» **INSTRUCTIONS TO FOLLOW**: In the records below, begin at the line containing "repository 54d0c253240c55ec" and end at the line containing "use crate::common::io::read_full;"; quote every line in that span exactly, including both boundary lines, and no others.

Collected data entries

★ ★ ★ ★ ★ ★ ★

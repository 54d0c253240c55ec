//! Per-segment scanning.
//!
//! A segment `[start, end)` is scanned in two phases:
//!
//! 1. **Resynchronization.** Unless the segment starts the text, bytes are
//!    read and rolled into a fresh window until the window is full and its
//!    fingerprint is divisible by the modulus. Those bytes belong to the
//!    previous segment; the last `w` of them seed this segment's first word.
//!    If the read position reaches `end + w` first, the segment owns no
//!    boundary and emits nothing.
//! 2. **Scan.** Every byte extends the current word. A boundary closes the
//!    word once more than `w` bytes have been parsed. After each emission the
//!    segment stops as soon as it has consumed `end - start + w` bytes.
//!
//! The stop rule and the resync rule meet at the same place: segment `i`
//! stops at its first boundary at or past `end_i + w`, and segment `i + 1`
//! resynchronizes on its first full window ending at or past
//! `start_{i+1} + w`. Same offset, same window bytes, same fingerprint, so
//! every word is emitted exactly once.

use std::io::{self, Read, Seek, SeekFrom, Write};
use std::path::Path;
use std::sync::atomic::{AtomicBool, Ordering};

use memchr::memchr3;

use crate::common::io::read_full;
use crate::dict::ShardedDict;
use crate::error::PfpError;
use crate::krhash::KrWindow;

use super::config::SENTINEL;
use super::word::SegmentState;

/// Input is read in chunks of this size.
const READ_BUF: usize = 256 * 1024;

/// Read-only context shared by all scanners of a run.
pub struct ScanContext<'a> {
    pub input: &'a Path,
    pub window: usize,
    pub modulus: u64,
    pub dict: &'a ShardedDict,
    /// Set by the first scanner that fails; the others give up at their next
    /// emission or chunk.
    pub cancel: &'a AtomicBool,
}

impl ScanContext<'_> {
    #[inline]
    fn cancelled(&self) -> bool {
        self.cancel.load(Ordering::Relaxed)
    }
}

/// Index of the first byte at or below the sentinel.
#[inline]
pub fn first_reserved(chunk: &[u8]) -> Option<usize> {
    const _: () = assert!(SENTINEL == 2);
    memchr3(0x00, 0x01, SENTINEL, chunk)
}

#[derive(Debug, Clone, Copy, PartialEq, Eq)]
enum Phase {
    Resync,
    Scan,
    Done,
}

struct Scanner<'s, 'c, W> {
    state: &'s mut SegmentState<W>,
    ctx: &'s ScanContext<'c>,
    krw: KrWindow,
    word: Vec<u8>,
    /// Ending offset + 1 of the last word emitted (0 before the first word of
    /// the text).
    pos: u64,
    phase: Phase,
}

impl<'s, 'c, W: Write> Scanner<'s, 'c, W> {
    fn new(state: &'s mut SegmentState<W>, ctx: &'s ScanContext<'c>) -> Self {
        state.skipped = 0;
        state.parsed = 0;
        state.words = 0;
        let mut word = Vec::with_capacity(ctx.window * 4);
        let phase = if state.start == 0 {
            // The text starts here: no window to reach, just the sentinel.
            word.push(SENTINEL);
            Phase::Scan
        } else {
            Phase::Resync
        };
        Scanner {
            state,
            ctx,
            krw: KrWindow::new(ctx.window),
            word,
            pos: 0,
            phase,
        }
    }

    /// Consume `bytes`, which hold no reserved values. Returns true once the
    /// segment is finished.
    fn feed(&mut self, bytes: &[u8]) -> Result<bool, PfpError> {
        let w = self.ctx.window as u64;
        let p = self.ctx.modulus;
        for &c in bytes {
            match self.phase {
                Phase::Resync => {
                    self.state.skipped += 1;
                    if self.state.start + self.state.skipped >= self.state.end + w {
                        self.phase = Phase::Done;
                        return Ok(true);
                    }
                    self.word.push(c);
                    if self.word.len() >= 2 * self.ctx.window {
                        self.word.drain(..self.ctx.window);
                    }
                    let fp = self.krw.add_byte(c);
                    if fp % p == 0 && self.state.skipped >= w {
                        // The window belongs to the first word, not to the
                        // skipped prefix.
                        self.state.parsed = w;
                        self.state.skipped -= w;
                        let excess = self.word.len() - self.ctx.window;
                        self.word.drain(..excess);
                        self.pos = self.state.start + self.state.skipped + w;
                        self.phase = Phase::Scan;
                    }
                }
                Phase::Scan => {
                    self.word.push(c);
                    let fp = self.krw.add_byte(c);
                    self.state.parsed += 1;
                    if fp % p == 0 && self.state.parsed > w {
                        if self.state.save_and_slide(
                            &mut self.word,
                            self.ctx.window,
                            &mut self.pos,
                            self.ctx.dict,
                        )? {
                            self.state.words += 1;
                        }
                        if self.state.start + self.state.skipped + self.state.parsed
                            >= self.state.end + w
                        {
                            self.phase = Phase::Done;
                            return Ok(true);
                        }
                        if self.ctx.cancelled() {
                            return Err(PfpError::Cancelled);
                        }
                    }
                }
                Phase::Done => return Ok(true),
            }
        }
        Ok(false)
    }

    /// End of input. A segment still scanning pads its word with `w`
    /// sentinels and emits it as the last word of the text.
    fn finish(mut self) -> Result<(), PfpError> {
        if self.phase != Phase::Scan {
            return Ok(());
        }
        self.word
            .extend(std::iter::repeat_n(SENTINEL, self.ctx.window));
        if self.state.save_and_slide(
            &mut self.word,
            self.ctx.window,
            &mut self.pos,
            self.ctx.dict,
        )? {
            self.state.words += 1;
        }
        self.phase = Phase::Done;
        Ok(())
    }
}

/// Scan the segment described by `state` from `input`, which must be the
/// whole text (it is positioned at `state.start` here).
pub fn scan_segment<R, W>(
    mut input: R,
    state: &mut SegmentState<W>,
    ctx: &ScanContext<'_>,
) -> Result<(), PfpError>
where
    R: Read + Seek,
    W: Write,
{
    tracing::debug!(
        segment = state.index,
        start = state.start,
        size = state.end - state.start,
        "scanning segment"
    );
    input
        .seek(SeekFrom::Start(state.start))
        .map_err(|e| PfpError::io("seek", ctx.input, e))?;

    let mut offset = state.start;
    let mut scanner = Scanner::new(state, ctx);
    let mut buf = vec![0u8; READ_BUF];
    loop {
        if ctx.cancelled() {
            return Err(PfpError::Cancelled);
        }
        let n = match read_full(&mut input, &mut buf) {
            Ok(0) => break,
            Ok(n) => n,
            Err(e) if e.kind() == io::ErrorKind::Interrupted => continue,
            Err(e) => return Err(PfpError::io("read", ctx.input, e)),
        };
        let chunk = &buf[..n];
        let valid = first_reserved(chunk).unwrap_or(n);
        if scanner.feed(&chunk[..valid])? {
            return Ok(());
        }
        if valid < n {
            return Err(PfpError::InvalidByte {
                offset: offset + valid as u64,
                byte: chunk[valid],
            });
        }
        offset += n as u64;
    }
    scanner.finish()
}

★ ★ ★ ★ ★ ★ ★

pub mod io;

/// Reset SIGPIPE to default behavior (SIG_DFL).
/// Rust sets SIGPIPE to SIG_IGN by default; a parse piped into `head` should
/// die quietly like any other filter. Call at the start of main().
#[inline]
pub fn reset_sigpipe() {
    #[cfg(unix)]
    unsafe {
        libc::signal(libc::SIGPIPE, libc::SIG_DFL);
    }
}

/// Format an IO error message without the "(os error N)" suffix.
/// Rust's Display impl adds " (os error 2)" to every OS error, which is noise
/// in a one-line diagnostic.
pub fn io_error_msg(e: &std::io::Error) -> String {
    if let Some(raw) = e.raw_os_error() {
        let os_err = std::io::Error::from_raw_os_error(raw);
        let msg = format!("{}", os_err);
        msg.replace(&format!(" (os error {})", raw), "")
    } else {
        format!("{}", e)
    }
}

★ ★ ★ ★ ★ ★ ★

» **TASK OUTPUT**:
repository 54d0c253240c55ec
//! Per-segment scanning.
//!
//! A segment `[start, end)` is scanned in two phases:
//!
//! 1. **Resynchronization.** Unless the segment starts the text, bytes are
//!    read and rolled into a fresh window until the window is full and its
//!    fingerprint is divisible by the modulus. Those bytes belong to the
//!    previous segment; the last `w` of them seed this segment's first word.
//!    If the read position reaches `end + w` first, the segment owns no
//!    boundary and emits nothing.
//! 2. **Scan.** Every byte extends the current word. A boundary closes the
//!    word once more than `w` bytes have been parsed. After each emission the
//!    segment stops as soon as it has consumed `end - start + w` bytes.
//!
//! The stop rule and the resync rule meet at the same place: segment `i`
//! stops at its first boundary at or past `end_i + w`, and segment `i + 1`
//! resynchronizes on its first full window ending at or past
//! `start_{i+1} + w`. Same offset, same window bytes, same fingerprint, so
//! every word is emitted exactly once.

use std::io::{self, Read, Seek, SeekFrom, Write};
use std::path::Path;
use std::sync::atomic::{AtomicBool, Ordering};

use memchr::memchr3;

use crate::common::io::read_full;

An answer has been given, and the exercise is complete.